The full text of the ransom note displayed in the pop-up window is:

All your files have been encrypted!
All your files have been encrypted due to a security problem with your PC. If you want to restore them, write us to the e-mail seamoon@criptext.com
Write this ID in the title of your message -
In case of no answer in 24 hours write us to this e-mail:seamoon@tutanota.com
You have to pay for decryption in Bitcoins. The price depends on how fast you write to us. After payment we will send you the tool that will decrypt all your files.
Free decryption as guarantee
Before paying you can send us up to 5 files for free decryption. The total size of files must be less than 4Mb (non archived), and files should not contain valuable information. (databases,backups, large excel sheets, etc.)
How to obtain Bitcoins
The easiest way to buy bitcoins is LocalBitcoins site. You have to register, click 'Buy bitcoins', and select the seller by payment method and price.

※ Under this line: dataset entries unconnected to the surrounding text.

//! Errors raised by LLM backends

use serde::{Deserialize, Serialize};
use std::fmt;

/// Errors that can occur during backend operations
#[derive(Debug, Clone, Serialize, Deserialize)]
pub enum BackendError {
    /// API request failed with the given message
    ApiError {
        message: String,
        status_code: Option<u16>,
    },

    /// Request timed out after the specified duration (in seconds)
    TimeoutError { seconds: u64 },

    /// Invalid or malformed response from the LLM
    InvalidResponse {
        message: String,
        raw_response: Option<String>,
    },

    /// Configuration error (unknown provider, missing model, etc.)
    ConfigurationError { message: String },

    /// The response could not be parsed into the expected shape
    ParseError { message: String, context: String },

    /// Generic error for other cases
    Other { message: String },
}

impl fmt::Display for BackendError {
    fn fmt(&self, f: &mut fmt::Formatter<'_>) -> fmt::Result {
        match self {
            BackendError::ApiError {
                message,
                status_code,
            } => {
                if let Some(code) = status_code {
                    write!(f, "API error ({}): {}", code, message)
                } else {
                    write!(f, "API error: {}", message)
                }
            }
            BackendError::TimeoutError { seconds } => {
                write!(f, "Request timed out after {} seconds", seconds)
            }
            BackendError::InvalidResponse { message, .. } => {
                write!(f, "Invalid response from LLM: {}", message)
            }
            BackendError::ConfigurationError { message } => {
                write!(f, "Configuration error: {}", message)
            }
            BackendError::ParseError { message, context } => {
                write!(f, "Parse error: {} (context: {})", message, context)
            }
            BackendError::Other { message } => {
                write!(f, "Error: {}", message)
            }
        }
    }
}

impl std::error::Error for BackendError {}
use serde::{Deserialize, Serialize};
use std::fmt;

/// Who is at fault for a terminal failure
#[derive(Debug, Clone, Copy, PartialEq, Eq, Hash, Serialize, Deserialize)]
#[serde(rename_all = "SCREAMING_SNAKE_CASE")]
pub enum ErrorClass {
    /// Problem in the project: code, dependencies, versions, configuration
    UserError,
    /// Problem in the platform: resources, network, runtime, LLM backend
    ServiceError,
}

impl ErrorClass {
    pub fn as_str(&self) -> &'static str {
        match self {
            ErrorClass::UserError => "USER_ERROR",
            ErrorClass::ServiceError => "SERVICE_ERROR",
        }
    }
}

impl fmt::Display for ErrorClass {
    fn fmt(&self, f: &mut fmt::Formatter<'_>) -> fmt::Result {
        f.write_str(self.as_str())
    }
}

/// Infrastructure symptoms. Checked first: a full disk masquerades as all
/// kinds of project errors further down the log.
pub const SERVICE_ERROR_KEYWORDS: &[&str] = &[
    "no space left on device",
    "out of memory",
    "oomkilled",
    "cannot allocate memory",
    "killed signal",
    "cannot connect to the docker daemon",
    "docker daemon",
    "permission denied while trying to connect",
    "toomanyrequests",
    "rate limit",
    "pull access denied",
    "manifest unknown",
    "tls handshake timeout",
    "i/o timeout",
    "connection refused",
    "connection reset",
    "etimedout",
    "econnreset",
    "econnrefused",
    "eai_again",
    "getaddrinfo",
    "network is unreachable",
    "temporary failure in name resolution",
    "service unavailable",
    "bad gateway",
    "gateway timeout",
    "internal server error",
    "too many requests",
    "status code 429",
    "status 429",
    "error 429",
    "[timeout]",
];

/// Project symptoms: modules, code, versions and configuration.
pub const USER_ERROR_KEYWORDS: &[&str] = &[
    "cannot find module",
    "module not found",
    "can't resolve",
    "missing script",
    "syntaxerror",
    "syntax error",
    "typeerror",
    "referenceerror",
    "unexpected token",
    "is not defined",
    "eresolve",
    "peer dep",
    "unsupported engine",
    "engine \"node\" is incompatible",
    "could not resolve dependency",
    "notarget",
    "no matching version",
    "404 not found",
    "enoent",
    "no such file or directory",
    "package.json",
    "lock file",
    "lockfile",
    "in sync",
    "does not satisfy",
    "failed to compile",
    "compilation failed",
    "error ts",
    "eslint",
    "invalid configuration",
    "config file",
    "exited with code",
];

/// Attributes a terminal failure report to the project or the platform.
///
/// Pure and deterministic. Messages matching no keyword are attributed to the
/// platform, so unknown failures get looked at by operators rather than
/// bounced back to users.
pub fn classify_failure(message: &str) -> ErrorClass {
    let lower = message.to_lowercase();

    if SERVICE_ERROR_KEYWORDS.iter().any(|k| lower.contains(k)) {
        return ErrorClass::ServiceError;
    }
    if USER_ERROR_KEYWORDS.iter().any(|k| lower.contains(k)) {
        return ErrorClass::UserError;
    }
    ErrorClass::ServiceError
}

#[cfg(test)]
mod tests {
    use super::*;

    #[test]
    fn test_missing_module_is_user_error() {
        assert_eq!(
            classify_failure("Error: Cannot find module 'react-dom'"),
            ErrorClass::UserError
        );
    }

    #[test]
    fn test_disk_full_is_service_error() {
        assert_eq!(
            classify_failure("npm ERR! nospc ENOSPC: no space left on device, write"),
            ErrorClass::ServiceError
        );
    }

    #[test]
    fn test_service_keywords_win_over_user_keywords() {
        let message = "Cannot find module 'x'\nwrite /app/node_modules: no space left on device";
        assert_eq!(classify_failure(message), ErrorClass::ServiceError);
    }

    #[test]
    fn test_unmatched_defaults_to_service_error() {
        assert_eq!(classify_failure("something odd happened"), ErrorClass::ServiceError);
        assert_eq!(classify_failure(""), ErrorClass::ServiceError);
    }

    #[test]
    fn test_plain_nonzero_exit_is_user_error() {
        assert_eq!(
            classify_failure("build command exited with code 1\nError: build step returned 2"),
            ErrorClass::UserError
        );
    }

    #[test]
    fn test_nonzero_exit_on_full_disk_stays_service_error() {
        assert_eq!(
            classify_failure("build command exited with code 1\nENOSPC: no space left on device"),
            ErrorClass::ServiceError
        );
    }

    #[test]
    fn test_upstream_throttling_and_gateway_errors_are_service_errors() {
        for message in [
            "npm ERR! 429 Too Many Requests - GET https://registry.npmjs.org/react",
            "request failed with status code 429",
            "504 Gateway Timeout",
            "502 Bad Gateway",
        ] {
            assert_eq!(classify_failure(message), ErrorClass::ServiceError, "{}", message);
        }
    }

    #[test]
    fn test_case_insensitive() {
        assert_eq!(classify_failure("SYNTAXERROR: Unexpected"), ErrorClass::UserError);
    }

    #[test]
    fn test_timeout_is_service_error() {
        let failure = crate::error::Failure::timeout(120, "");
        assert_eq!(classify_failure(&failure.message), ErrorClass::ServiceError);
    }

    #[test]
    fn test_keyword_tables_are_disjoint_and_lowercase() {
        for keyword in SERVICE_ERROR_KEYWORDS {
            assert_eq!(*keyword, keyword.to_lowercase());
            assert!(!USER_ERROR_KEYWORDS.contains(keyword), "{} in both", keyword);
        }
        for keyword in USER_ERROR_KEYWORDS {
            assert_eq!(*keyword, keyword.to_lowercase());
        }
    }

    #[test]
    fn test_serializes_screaming_snake() {
        assert_eq!(
            serde_json::to_string(&ErrorClass::UserError).unwrap(),
            "\"USER_ERROR\""
        );
        assert_eq!(ErrorClass::ServiceError.to_string(), "SERVICE_ERROR");
    }
}
//! Owned loop state threaded through the controller

use serde::{Deserialize, Serialize};
use std::fmt;
use std::time::{Duration, Instant};

use super::result::AttemptRecord;
use crate::error::Failure;
use crate::plan::BuildPlan;
use crate::snapshot::ProjectSnapshot;

/// Controller step, as reported in results
#[derive(Debug, Clone, Copy, PartialEq, Eq, Hash, Serialize, Deserialize)]
#[serde(rename_all = "SCREAMING_SNAKE_CASE")]
pub enum Step {
    Analysis,
    Build,
    Debug,
    Deploy,
}

impl Step {
    pub fn as_str(&self) -> &'static str {
        match self {
            Step::Analysis => "ANALYSIS",
            Step::Build => "BUILD",
            Step::Debug => "DEBUG",
            Step::Deploy => "DEPLOY",
        }
    }
}

impl fmt::Display for Step {
    fn fmt(&self, f: &mut fmt::Formatter<'_>) -> fmt::Result {
        f.write_str(self.as_str())
    }
}

/// One line of the transition log
#[derive(Debug, Clone, PartialEq, Eq)]
pub struct Transition {
    pub step: Step,
    pub attempt: u32,
    pub elapsed: Duration,
    pub note: String,
}

impl fmt::Display for Transition {
    fn fmt(&self, f: &mut fmt::Formatter<'_>) -> fmt::Result {
        write!(
            f,
            "[{:>7.1}s] #{} {}",
            self.elapsed.as_secs_f64(),
            self.attempt,
            self.step
        )?;
        if !self.note.is_empty() {
            write!(f, ": {}", self.note)?;
        }
        Ok(())
    }
}

/// Everything the loop knows about one task.
///
/// `current` is the only live snapshot; replacing it is the only way the
/// controller moves to another tree.
#[derive(Debug)]
pub struct PipelineState {
    pub attempt: u32,
    pub current: ProjectSnapshot,
    pub plan: Option<BuildPlan>,
    pub last_failure: Option<Failure>,
    pub records: Vec<AttemptRecord>,
    log: Vec<Transition>,
    started: Instant,
}

impl PipelineState {
    pub fn new(snapshot: ProjectSnapshot) -> Self {
        Self {
            attempt: 1,
            current: snapshot,
            plan: None,
            last_failure: None,
            records: Vec::new(),
            log: Vec::new(),
            started: Instant::now(),
        }
    }

    pub fn elapsed(&self) -> Duration {
        self.started.elapsed()
    }

    /// Appends a log line for `step` at the current attempt.
    pub fn log(&mut self, step: Step, note: impl Into<String>) {
        let transition = Transition {
            step,
            attempt: self.attempt,
            elapsed: self.elapsed(),
            note: note.into(),
        };
        tracing::debug!(
            step = %transition.step,
            attempt = transition.attempt,
            elapsed_ms = transition.elapsed.as_millis(),
            note = %transition.note,
            "Transition"
        );
        self.log.push(transition);
    }

    pub fn transitions(&self) -> &[Transition] {
        &self.log
    }

    /// Replaces the current snapshot and moves to the next attempt.
    pub fn advance(&mut self, snapshot: Option<ProjectSnapshot>) {
        if let Some(snapshot) = snapshot {
            self.current = snapshot;
        }
        self.attempt += 1;
    }

    /// The transition log rendered one line per entry
    pub fn summary(&self) -> String {
        self.log
            .iter()
            .map(ToString::to_string)
            .collect::<Vec<_>>()
            .join("\n")
    }
}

https://localbitcoins.com/buy_bitcoins
Also you can find other places to buy Bitcoins and beginners guide here:
hxxp://www.coindesk.com/information/how-can-i-buy-bitcoins/
Attention!
Do not rename encrypted files.
Do not try to decrypt your data using third party software, it may cause permanent data loss.
Decryption of your files with the help of third parties may cause increased price (they add their fee to our) or you can become a victim of a scam.'